From the line with "Report serialization format" through the final line, please write out the listing exactly, including both of those lines.

:::::

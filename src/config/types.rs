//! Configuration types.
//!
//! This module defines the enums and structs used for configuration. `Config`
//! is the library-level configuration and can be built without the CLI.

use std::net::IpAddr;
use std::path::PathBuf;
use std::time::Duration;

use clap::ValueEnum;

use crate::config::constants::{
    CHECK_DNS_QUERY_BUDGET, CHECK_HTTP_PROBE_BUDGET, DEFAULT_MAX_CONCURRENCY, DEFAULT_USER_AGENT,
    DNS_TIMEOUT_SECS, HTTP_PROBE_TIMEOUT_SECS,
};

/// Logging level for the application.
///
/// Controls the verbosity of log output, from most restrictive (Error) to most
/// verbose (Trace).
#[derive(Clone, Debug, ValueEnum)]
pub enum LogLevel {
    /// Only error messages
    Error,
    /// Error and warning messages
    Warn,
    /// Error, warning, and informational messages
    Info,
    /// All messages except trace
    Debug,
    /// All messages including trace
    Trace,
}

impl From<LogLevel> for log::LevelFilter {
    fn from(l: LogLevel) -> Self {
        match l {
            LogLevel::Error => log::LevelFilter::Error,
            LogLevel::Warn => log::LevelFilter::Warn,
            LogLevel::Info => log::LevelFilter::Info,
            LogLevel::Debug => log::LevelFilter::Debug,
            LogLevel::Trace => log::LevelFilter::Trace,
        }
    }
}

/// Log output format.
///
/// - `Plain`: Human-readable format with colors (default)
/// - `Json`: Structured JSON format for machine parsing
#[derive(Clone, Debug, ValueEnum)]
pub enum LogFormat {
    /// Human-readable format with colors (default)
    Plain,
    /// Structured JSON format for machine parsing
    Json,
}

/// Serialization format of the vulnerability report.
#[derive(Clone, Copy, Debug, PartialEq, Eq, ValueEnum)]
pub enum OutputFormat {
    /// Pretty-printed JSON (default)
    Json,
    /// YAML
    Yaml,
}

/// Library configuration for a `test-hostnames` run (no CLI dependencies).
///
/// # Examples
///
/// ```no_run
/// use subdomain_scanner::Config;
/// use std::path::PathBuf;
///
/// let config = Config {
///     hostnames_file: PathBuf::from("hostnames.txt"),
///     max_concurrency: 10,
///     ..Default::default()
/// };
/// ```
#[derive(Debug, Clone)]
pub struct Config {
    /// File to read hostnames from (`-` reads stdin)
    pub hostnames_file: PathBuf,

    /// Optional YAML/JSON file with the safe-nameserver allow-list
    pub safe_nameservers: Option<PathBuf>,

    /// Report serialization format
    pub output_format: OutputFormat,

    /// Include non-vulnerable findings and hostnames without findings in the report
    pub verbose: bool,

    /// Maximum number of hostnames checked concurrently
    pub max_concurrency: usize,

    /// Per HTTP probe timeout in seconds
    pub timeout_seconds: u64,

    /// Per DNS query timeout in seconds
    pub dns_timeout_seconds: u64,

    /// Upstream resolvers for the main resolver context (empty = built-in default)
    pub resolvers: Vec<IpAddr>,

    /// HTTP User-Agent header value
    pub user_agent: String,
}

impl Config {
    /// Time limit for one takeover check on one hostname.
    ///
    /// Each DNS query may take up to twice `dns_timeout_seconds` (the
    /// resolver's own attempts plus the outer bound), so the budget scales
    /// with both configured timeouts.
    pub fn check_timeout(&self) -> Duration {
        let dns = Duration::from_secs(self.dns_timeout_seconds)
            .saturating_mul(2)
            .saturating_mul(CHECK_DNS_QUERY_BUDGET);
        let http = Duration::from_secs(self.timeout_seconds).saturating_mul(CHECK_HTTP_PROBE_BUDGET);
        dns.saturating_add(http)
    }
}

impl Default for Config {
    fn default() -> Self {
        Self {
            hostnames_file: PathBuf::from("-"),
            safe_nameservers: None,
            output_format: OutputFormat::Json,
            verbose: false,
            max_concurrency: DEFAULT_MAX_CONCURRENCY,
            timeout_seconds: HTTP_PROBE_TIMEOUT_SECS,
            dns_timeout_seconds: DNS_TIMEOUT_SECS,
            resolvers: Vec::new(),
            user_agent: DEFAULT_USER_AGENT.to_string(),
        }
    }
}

:::::

Solution to the exercise:
    /// Report serialization format
    pub output_format: OutputFormat,

    /// Include non-vulnerable findings and hostnames without findings in the report
    pub verbose: bool,

    /// Maximum number of hostnames checked concurrently
    pub max_concurrency: usize,

    /// Per HTTP probe timeout in seconds
    pub timeout_seconds: u64,

    /// Per DNS query timeout in seconds
    pub dns_timeout_seconds: u64,

    /// Upstream resolvers for the main resolver context (empty = built-in default)
    pub resolvers: Vec<IpAddr>,

    /// HTTP User-Agent header value
    pub user_agent: String,
}

impl Config {
    /// Time limit for one takeover check on one hostname.
    ///
    /// Each DNS query may take up to twice `dns_timeout_seconds` (the
    /// resolver's own attempts plus the outer bound), so the budget scales
    /// with both configured timeouts.
    pub fn check_timeout(&self) -> Duration {
        let dns = Duration::from_secs(self.dns_timeout_seconds)
            .saturating_mul(2)
            .saturating_mul(CHECK_DNS_QUERY_BUDGET);
        let http = Duration::from_secs(self.timeout_seconds).saturating_mul(CHECK_HTTP_PROBE_BUDGET);
        dns.saturating_add(http)
    }
}

impl Default for Config {
    fn default() -> Self {
        Self {
            hostnames_file: PathBuf::from("-"),
            safe_nameservers: None,
            output_format: OutputFormat::Json,
            verbose: false,
            max_concurrency: DEFAULT_MAX_CONCURRENCY,
            timeout_seconds: HTTP_PROBE_TIMEOUT_SECS,
            dns_timeout_seconds: DNS_TIMEOUT_SECS,
            resolvers: Vec::new(),
            user_agent: DEFAULT_USER_AGENT.to_string(),
        }
    }
}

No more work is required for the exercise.